__Task brief__
Copy all lines containing the string "must" from the records below.

__Excerpted records__
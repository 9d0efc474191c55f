//! Bounded sample history with windowed queries

use spiker_core::{SpikerError, SpikerResult};
use std::collections::VecDeque;

/// FIFO of the most recent samples; the oldest sample is evicted on overflow
#[derive(Debug, Clone)]
pub struct SampleBuffer {
    samples: VecDeque<i32>,
    capacity: usize,
    sample_period_ms: u32,
    max_window_ms: u32,
}

impl SampleBuffer {
    /// Create an empty buffer
    pub fn new(capacity: usize, sample_period_ms: u32, max_window_ms: u32) -> Self {
        Self {
            samples: VecDeque::with_capacity(capacity),
            capacity,
            sample_period_ms: sample_period_ms.max(1),
            max_window_ms,
        }
    }

    /// Append a sample, dropping the oldest one if full
    pub fn push(&mut self, sample: i32) {
        self.samples.push_back(sample);
        if self.samples.len() > self.capacity {
            self.samples.pop_front();
        }
    }

    /// Most recent sample
    pub fn latest(&self) -> Option<i32> {
        self.samples.back().copied()
    }

    pub fn len(&self) -> usize {
        self.samples.len()
    }

    pub fn is_empty(&self) -> bool {
        self.samples.is_empty()
    }

    pub fn capacity(&self) -> usize {
        self.capacity
    }

    pub fn clear(&mut self) {
        self.samples.clear();
    }

    /// Samples in chronological order
    pub fn iter(&self) -> impl Iterator<Item = &i32> {
        self.samples.iter()
    }

    /// Number of samples covering `duration_ms`
    pub fn samples_for(&self, duration_ms: u32) -> SpikerResult<usize> {
        if duration_ms > self.max_window_ms {
            return Err(SpikerError::WindowOutOfRange {
                requested_ms: duration_ms,
                max_ms: self.max_window_ms,
            });
        }
        Ok((duration_ms / self.sample_period_ms) as usize)
    }

    /// The last `duration_ms / period` samples (or fewer if not yet recorded), oldest first
    pub fn window(&self, duration_ms: u32) -> SpikerResult<Vec<i32>> {
        let count = self.samples_for(duration_ms)?.min(self.samples.len());
        let start = self.samples.len() - count;
        Ok(self.samples.range(start..).copied().collect())
    }

    /// Largest sample in the window, 0 when the window is empty
    pub fn max_in_last(&self, duration_ms: u32) -> SpikerResult<i32> {
        Ok(self.window(duration_ms)?.into_iter().max().unwrap_or(0))
    }
}
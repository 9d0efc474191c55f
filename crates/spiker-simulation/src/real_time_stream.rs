//! Real-time sampling driver
//!
//! Ticks a [`FrontEnd`] once per sampling period on a tokio task and
//! broadcasts every tick to subscribers. The task is spawned on the first
//! start call only; later start calls just switch the mode.

use crate::analog_simulator::{AnalogSimulator, SimulatorConfig};
use spiker_core::{
    AnalogSource, Clock, HeartBeatSubscriber, Mode, MonotonicClock, SpikerResult, TickReport,
};
use spiker_processing::{FrontEnd, FrontEndConfig};
use std::sync::Arc;
use tokio::sync::{broadcast, Mutex};
use tokio::task::JoinHandle;
use tokio::time::{interval, Duration, Instant, MissedTickBehavior};
use tracing::{info, trace, warn};

/// Number of tick reports a slow subscriber may lag behind
pub const DEFAULT_REPORT_CAPACITY: usize = 1024;

/// Drives a front end at its sampling rate
pub struct SamplingDriver<S: AnalogSource + 'static, C: Clock + 'static> {
    front_end: Arc<Mutex<FrontEnd<S, C>>>,
    period: Duration,
    report_sender: broadcast::Sender<TickReport>,
    task: Option<JoinHandle<()>>,
}

impl SamplingDriver<AnalogSimulator, MonotonicClock> {
    /// Driver over a simulated input shaped for `mode`
    pub fn simulated(config: FrontEndConfig, simulator: SimulatorConfig) -> SpikerResult<Self> {
        let source = AnalogSimulator::new(simulator)?;
        let front_end = FrontEnd::new(config, source, MonotonicClock::new())?;
        Ok(Self::new(front_end))
    }
}

impl<S: AnalogSource + 'static, C: Clock + 'static> SamplingDriver<S, C> {
    /// Wrap `front_end`; nothing runs until the first start call
    pub fn new(front_end: FrontEnd<S, C>) -> Self {
        let period = Duration::from_micros(front_end.config().sample_period_us());
        let (report_sender, _) = broadcast::channel(DEFAULT_REPORT_CAPACITY);

        SamplingDriver {
            front_end: Arc::new(Mutex::new(front_end)),
            period,
            report_sender,
            task: None,
        }
    }

    /// Get a receiver for tick reports
    pub fn subscribe(&self) -> broadcast::Receiver<TickReport> {
        self.report_sender.subscribe()
    }

    /// Shared handle to the front end for queries
    pub fn front_end(&self) -> Arc<Mutex<FrontEnd<S, C>>> {
        self.front_end.clone()
    }

    /// Run a query against the front end between two ticks
    pub async fn query<R>(&self, f: impl FnOnce(&FrontEnd<S, C>) -> R) -> R {
        let front_end = self.front_end.lock().await;
        f(&front_end)
    }

    pub async fn start_muscle_recording(&mut self) {
        self.start_recording(Mode::Muscle).await
    }

    pub async fn start_heart_recording(&mut self) {
        self.start_recording(Mode::Heart).await
    }

    pub async fn start_brain_recording(&mut self) {
        self.start_recording(Mode::Brain).await
    }

    /// Switch mode; spawns the sampling task on the first activation
    pub async fn start_recording(&mut self, mode: Mode) {
        let first_activation = self.front_end.lock().await.start_recording(mode);

        if first_activation && self.task.is_none() {
            info!(period_us = self.period.as_micros() as u64, "sampling loop started");
            self.task = Some(tokio::spawn(run_sampling_loop(
                self.front_end.clone(),
                self.period,
                self.report_sender.clone(),
            )));
        }
    }

    /// Clear history; sampling continues in the current mode
    pub async fn stop_recording(&self) {
        self.front_end.lock().await.stop_recording();
    }

    /// Register the heartbeat callback; it runs inside the sampling task
    pub async fn on_heart_beat(&self, subscriber: HeartBeatSubscriber) {
        self.front_end.lock().await.on_heart_beat(subscriber);
    }

    /// Whether the sampling task is alive
    pub fn is_sampling(&self) -> bool {
        self.task.as_ref().map_or(false, |task| !task.is_finished())
    }

    /// Abort the sampling task
    pub fn shutdown(&mut self) {
        if let Some(task) = self.task.take() {
            task.abort();
            info!("sampling loop shut down");
        }
    }
}

impl<S: AnalogSource + 'static, C: Clock + 'static> Drop for SamplingDriver<S, C> {
    fn drop(&mut self) {
        if let Some(task) = self.task.take() {
            task.abort();
        }
    }
}

async fn run_sampling_loop<S: AnalogSource, C: Clock>(
    front_end: Arc<Mutex<FrontEnd<S, C>>>,
    period: Duration,
    report_sender: broadcast::Sender<TickReport>,
) {
    let mut ticker = interval(period);
    ticker.set_missed_tick_behavior(MissedTickBehavior::Burst);

    loop {
        ticker.tick().await;
        let started = Instant::now();

        // The lock spans the whole tick, so queries only see complete ticks
        let report = front_end.lock().await.tick();

        if let Some(report) = report {
            trace!(mode = %report.mode, raw = report.raw, stored = report.stored, beat = report.beat, "tick");
            // No receivers is fine
            let _ = report_sender.send(report);
        }

        let elapsed = started.elapsed();
        if elapsed > period {
            warn!(
                elapsed_us = elapsed.as_micros() as u64,
                period_us = period.as_micros() as u64,
                "tick overran the sampling period"
            );
        }
    }
}

#[cfg(test)]
mod tests {
    use super::*;
    use crate::analog_simulator::NoiseConfig;
    use spiker_core::{ManualClock, ReplaySource};
    use std::sync::atomic::{AtomicUsize, Ordering};
    use tokio::time::sleep;

    fn simulated(mode: Mode) -> SamplingDriver<AnalogSimulator, MonotonicClock> {
        let simulator = SimulatorConfig {
            noise: NoiseConfig::clean(),
            seed: Some(42),
            ..SimulatorConfig::for_mode(mode)
        };
        SamplingDriver::simulated(FrontEndConfig::default(), simulator).unwrap()
    }

    #[tokio::test]
    async fn test_nothing_runs_before_start() {
        let front_end = FrontEnd::new(
            FrontEndConfig::default(),
            ReplaySource::constant(700),
            ManualClock::new(0),
        )
        .unwrap();
        let driver = SamplingDriver::new(front_end);

        sleep(Duration::from_millis(50)).await;
        assert!(!driver.is_sampling());
        assert_eq!(driver.query(|fe| fe.buffered_samples()).await, 0);
    }

    #[tokio::test]
    async fn test_brain_stream_fills_buffer() {
        let mut driver = simulated(Mode::Brain);
        let mut reports = driver.subscribe();

        driver.start_brain_recording().await;
        sleep(Duration::from_millis(200)).await;

        assert!(driver.is_sampling());
        assert!(driver.query(|fe| fe.buffered_samples()).await > 0);

        let report = reports.recv().await.unwrap();
        assert_eq!(report.mode, Mode::Brain);
        assert_eq!(report.raw, report.stored);

        driver.shutdown();
        assert!(!driver.is_sampling());
    }

    #[tokio::test]
    async fn test_mode_switch_reuses_sampling_task() {
        let mut driver = simulated(Mode::Muscle);
        driver.start_muscle_recording().await;
        sleep(Duration::from_millis(50)).await;

        driver.start_heart_recording().await;
        assert!(driver.is_sampling());
        assert_eq!(driver.query(|fe| fe.mode()).await, Some(Mode::Heart));

        let mut reports = driver.subscribe();
        let report = reports.recv().await.unwrap();
        assert_eq!(report.mode, Mode::Heart);
    }

    #[tokio::test]
    async fn test_stop_keeps_sampling() {
        let mut driver = simulated(Mode::Muscle);
        driver.start_muscle_recording().await;
        sleep(Duration::from_millis(100)).await;

        driver.stop_recording().await;
        sleep(Duration::from_millis(100)).await;

        assert!(driver.is_sampling());
        assert!(driver.query(|fe| fe.buffered_samples()).await > 0);
    }

    #[tokio::test]
    async fn test_heartbeat_subscriber_fires() {
        let mut driver = simulated(Mode::Heart);
        let beats = Arc::new(AtomicUsize::new(0));
        let counter = beats.clone();
        driver
            .on_heart_beat(Box::new(move |_| {
                counter.fetch_add(1, Ordering::SeqCst);
            }))
            .await;

        driver.start_heart_recording().await;
        sleep(Duration::from_millis(1500)).await;

        assert!(beats.load(Ordering::SeqCst) >= 1);
        driver.shutdown();
    }
}
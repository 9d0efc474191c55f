//! Simulated analog input with realistic noise

use crate::signal_patterns::SignalPattern;
use rand::{Rng, SeedableRng};
use rand_distr::{Distribution, Normal};
use serde::{Deserialize, Serialize};
use spiker_core::{AnalogSource, Mode, SpikerError, SpikerResult};

/// Largest reading of the 10-bit converter
pub const ADC_MAX: i32 = 1023;

/// Noise configuration
#[derive(Debug, Clone, Serialize, Deserialize)]
pub struct NoiseConfig {
    /// Gaussian noise standard deviation in ADC counts (0.0 = no noise)
    pub gaussian_std: f64,
    /// Slow baseline wander amplitude in ADC counts
    pub baseline_wander: f64,
    /// Probability of a motion artifact per sample
    pub motion_artifact_prob: f64,
    /// Motion artifact amplitude in ADC counts
    pub motion_artifact_amp: f64,
}

impl Default for NoiseConfig {
    fn default() -> Self {
        Self {
            gaussian_std: 4.0,
            baseline_wander: 3.0,
            motion_artifact_prob: 0.0005,
            motion_artifact_amp: 120.0,
        }
    }
}

impl NoiseConfig {
    /// No noise at all
    pub fn clean() -> Self {
        Self {
            gaussian_std: 0.0,
            baseline_wander: 0.0,
            motion_artifact_prob: 0.0,
            motion_artifact_amp: 0.0,
        }
    }
}

/// Configuration for the simulated input
#[derive(Debug, Clone)]
pub struct SimulatorConfig {
    /// Sampling rate in Hz
    pub sampling_rate: f64,
    /// Signal pattern to generate
    pub pattern: SignalPattern,
    /// Noise configuration
    pub noise: NoiseConfig,
    /// Random seed for reproducibility
    pub seed: Option<u64>,
}

impl SimulatorConfig {
    /// Typical input for `mode` at 250 Hz
    pub fn for_mode(mode: Mode) -> Self {
        Self {
            sampling_rate: 250.0,
            pattern: SignalPattern::for_mode(mode),
            noise: NoiseConfig::default(),
            seed: None,
        }
    }
}

/// Analog source producing one synthetic ADC reading per call
pub struct AnalogSimulator {
    config: SimulatorConfig,
    rng: rand::rngs::StdRng,
    normal_dist: Normal<f64>,
    time: f64,
}

impl AnalogSimulator {
    /// Create new simulator with configuration
    pub fn new(config: SimulatorConfig) -> SpikerResult<Self> {
        if !(config.sampling_rate > 0.0) {
            return Err(SpikerError::SimulationError {
                message: format!("Sampling rate must be positive, got {}", config.sampling_rate),
            });
        }

        let rng = match config.seed {
            Some(seed) => rand::rngs::StdRng::seed_from_u64(seed),
            None => rand::rngs::StdRng::from_entropy(),
        };
        let normal_dist = Normal::new(0.0, config.noise.gaussian_std)
            .map_err(|e| SpikerError::SimulationError {
                message: format!("Failed to create normal distribution: {}", e),
            })?;

        Ok(AnalogSimulator {
            config,
            rng,
            normal_dist,
            time: 0.0,
        })
    }

    /// Switch the generated pattern without resetting time
    pub fn set_pattern(&mut self, pattern: SignalPattern) {
        self.config.pattern = pattern;
    }

    pub fn pattern(&self) -> SignalPattern {
        self.config.pattern
    }

    /// Simulated time in seconds
    pub fn elapsed(&self) -> f64 {
        self.time
    }

    pub fn reset_time(&mut self) {
        self.time = 0.0;
    }

    /// Generate `count` consecutive readings
    pub fn generate(&mut self, count: usize) -> Vec<i32> {
        (0..count).map(|_| self.read_sample()).collect()
    }

    fn noise(&mut self) -> f64 {
        let noise = &self.config.noise;
        let mut value = self.normal_dist.sample(&mut self.rng);

        // Slow electrode drift
        value += noise.baseline_wander * (2.0 * std::f64::consts::PI * 0.3 * self.time).sin();

        if noise.motion_artifact_prob > 0.0 && self.rng.gen::<f64>() < noise.motion_artifact_prob {
            let sign = if self.rng.gen::<bool>() { 1.0 } else { -1.0 };
            value += sign * noise.motion_artifact_amp;
        }

        value
    }
}

impl AnalogSource for AnalogSimulator {
    fn read_sample(&mut self) -> i32 {
        let clean = self.config.pattern.value_at(self.time);
        let reading = clean + self.noise();
        self.time += 1.0 / self.config.sampling_rate;

        (reading.round() as i32).clamp(0, ADC_MAX)
    }
}
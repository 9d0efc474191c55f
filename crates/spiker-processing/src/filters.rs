//! Biquad filter design and application

use crate::config::FrontEndConfig;
use crate::processor::SampleProcessor;
use num_complex::Complex;
use serde::{Deserialize, Serialize};
use spiker_core::{SpikerError, SpikerResult};
use std::f64::consts::PI;

/// Filter shapes the designer supports
#[derive(Debug, Clone, Copy, PartialEq, Eq, Serialize, Deserialize)]
pub enum FilterShape {
    /// Band-stop around a center frequency
    Notch,
    /// Second-order lowpass
    Lowpass,
    /// Second-order highpass
    Highpass,
}

/// Normalized biquad coefficients (a0 folded in)
///
/// y[n] = b0*x[n] + b1*x[n-1] + b2*x[n-2] - a1*y[n-1] - a2*y[n-2]
#[derive(Debug, Clone, Copy, PartialEq, Serialize, Deserialize)]
pub struct BiquadCoefficients {
    pub b0: f64,
    pub b1: f64,
    pub b2: f64,
    pub a1: f64,
    pub a2: f64,
}

impl BiquadCoefficients {
    /// Design coefficients for `shape` at `freq` Hz with quality factor `q`.
    ///
    /// Expects `0 < freq < sampling_rate / 2` and `q > 0`; see [`validate_design`].
    pub fn design(shape: FilterShape, freq: f64, q: f64, sampling_rate: f64) -> Self {
        let omega = 2.0 * PI * freq / sampling_rate;
        let sin_w = omega.sin();
        let cos_w = omega.cos();
        let alpha = sin_w / (2.0 * q);
        let a0 = 1.0 + alpha;

        let (b0, b1, b2) = match shape {
            FilterShape::Notch => (1.0, -2.0 * cos_w, 1.0),
            FilterShape::Lowpass => ((1.0 - cos_w) / 2.0, 1.0 - cos_w, (1.0 - cos_w) / 2.0),
            FilterShape::Highpass => ((1.0 + cos_w) / 2.0, -(1.0 + cos_w), (1.0 + cos_w) / 2.0),
        };

        Self {
            b0: b0 / a0,
            b1: b1 / a0,
            b2: b2 / a0,
            a1: -2.0 * cos_w / a0,
            a2: (1.0 - alpha) / a0,
        }
    }

    pub fn notch(center_freq: f64, q: f64, sampling_rate: f64) -> Self {
        Self::design(FilterShape::Notch, center_freq, q, sampling_rate)
    }

    pub fn lowpass(cutoff_freq: f64, q: f64, sampling_rate: f64) -> Self {
        Self::design(FilterShape::Lowpass, cutoff_freq, q, sampling_rate)
    }

    pub fn highpass(cutoff_freq: f64, q: f64, sampling_rate: f64) -> Self {
        Self::design(FilterShape::Highpass, cutoff_freq, q, sampling_rate)
    }

    /// Coefficients as `[b0, b1, b2, a1, a2]`
    pub fn as_array(&self) -> [f64; 5] {
        [self.b0, self.b1, self.b2, self.a1, self.a2]
    }

    /// Steady-state gain for a constant input
    pub fn dc_gain(&self) -> f64 {
        (self.b0 + self.b1 + self.b2) / (1.0 + self.a1 + self.a2)
    }

    /// |H(e^jw)| at `freq` Hz
    pub fn magnitude_response(&self, freq: f64, sampling_rate: f64) -> f64 {
        let omega = 2.0 * PI * freq / sampling_rate;
        let z1 = Complex::from_polar(1.0, -omega);
        let z2 = z1 * z1;

        let numerator = Complex::new(self.b0, 0.0) + z1 * self.b1 + z2 * self.b2;
        let denominator = Complex::new(1.0, 0.0) + z1 * self.a1 + z2 * self.a2;

        (numerator / denominator).norm()
    }
}

/// Check that a design request is inside the designable range
pub fn validate_design(freq: f64, q: f64, sampling_rate: f64) -> SpikerResult<()> {
    if !(sampling_rate > 0.0) {
        return Err(SpikerError::InvalidFilterDesign {
            reason: "Sampling rate must be positive",
            frequency: freq,
            sampling_rate,
        });
    }
    if !(freq > 0.0 && freq < sampling_rate / 2.0) {
        return Err(SpikerError::InvalidFilterDesign {
            reason: "Frequency must lie between 0 and Nyquist",
            frequency: freq,
            sampling_rate,
        });
    }
    if !(q > 0.0) {
        return Err(SpikerError::InvalidFilterDesign {
            reason: "Quality factor must be positive",
            frequency: freq,
            sampling_rate,
        });
    }
    Ok(())
}

/// Truncate toward zero into a wrapping 32-bit signed integer
pub(crate) fn truncate_to_i32(value: f64) -> i32 {
    if !value.is_finite() {
        return 0;
    }
    value.trunc().rem_euclid(4_294_967_296.0) as u32 as i32
}

/// Stateful second-order IIR section
///
/// The returned sample is truncated to an integer and that integer is what
/// the next stage sees; the output history keeps the unrounded value.
#[derive(Debug, Clone)]
pub struct BiquadFilter {
    name: &'static str,
    coeffs: BiquadCoefficients,
    // Input history
    x1: f64, x2: f64,
    // Output history
    y1: f64, y2: f64,
}

impl BiquadFilter {
    pub fn new(name: &'static str, coeffs: BiquadCoefficients) -> Self {
        Self {
            name,
            coeffs,
            x1: 0.0, x2: 0.0,
            y1: 0.0, y2: 0.0,
        }
    }

    /// Filter a single sample
    pub fn apply(&mut self, sample: i32) -> i32 {
        let c = &self.coeffs;
        let input = f64::from(sample);
        let output = c.b0 * input + c.b1 * self.x1 + c.b2 * self.x2
            - c.a1 * self.y1 - c.a2 * self.y2;

        self.x2 = self.x1;
        self.x1 = input;
        self.y2 = self.y1;
        self.y1 = output;

        truncate_to_i32(output)
    }

    pub fn coefficients(&self) -> &BiquadCoefficients {
        &self.coeffs
    }
}

impl SampleProcessor for BiquadFilter {
    fn process_sample(&mut self, sample: i32) -> i32 {
        self.apply(sample)
    }

    fn reset(&mut self) {
        self.x1 = 0.0;
        self.x2 = 0.0;
        self.y1 = 0.0;
        self.y2 = 0.0;
    }

    fn name(&self) -> &str {
        self.name
    }
}

/// Cascade of sample processors applied in insertion order
pub struct FilterChain {
    stages: Vec<Box<dyn SampleProcessor>>,
}

impl FilterChain {
    pub fn new() -> Self {
        Self { stages: Vec::new() }
    }

    /// Append a stage to the end of the chain
    pub fn add_stage(&mut self, stage: Box<dyn SampleProcessor>) {
        self.stages.push(stage);
    }

    /// ECG band-limiting: lowpass then highpass, freshly designed
    pub fn ecg(config: &FrontEndConfig) -> Self {
        let mut chain = FilterChain::new();
        chain.add_stage(Box::new(BiquadFilter::new("ecg_lowpass", config.ecg_lowpass_coefficients())));
        chain.add_stage(Box::new(BiquadFilter::new("ecg_highpass", config.ecg_highpass_coefficients())));
        chain
    }

    pub fn len(&self) -> usize {
        self.stages.len()
    }

    pub fn is_empty(&self) -> bool {
        self.stages.is_empty()
    }

    /// Stage names in processing order
    pub fn stage_names(&self) -> Vec<&str> {
        self.stages.iter().map(|s| s.name()).collect()
    }
}

impl Default for FilterChain {
    fn default() -> Self {
        Self::new()
    }
}

impl SampleProcessor for FilterChain {
    fn process_sample(&mut self, sample: i32) -> i32 {
        self.stages
            .iter_mut()
            .fold(sample, |value, stage| stage.process_sample(value))
    }

    fn reset(&mut self) {
        for stage in &mut self.stages {
            stage.reset();
        }
    }

    fn name(&self) -> &str {
        "Filter Chain"
    }
}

__Result below__
                message: format!("Sampling rate must be positive, got {}", config.sampling_rate),
            reason: "Sampling rate must be positive",
            reason: "Frequency must lie between 0 and Nyquist",
            reason: "Quality factor must be positive",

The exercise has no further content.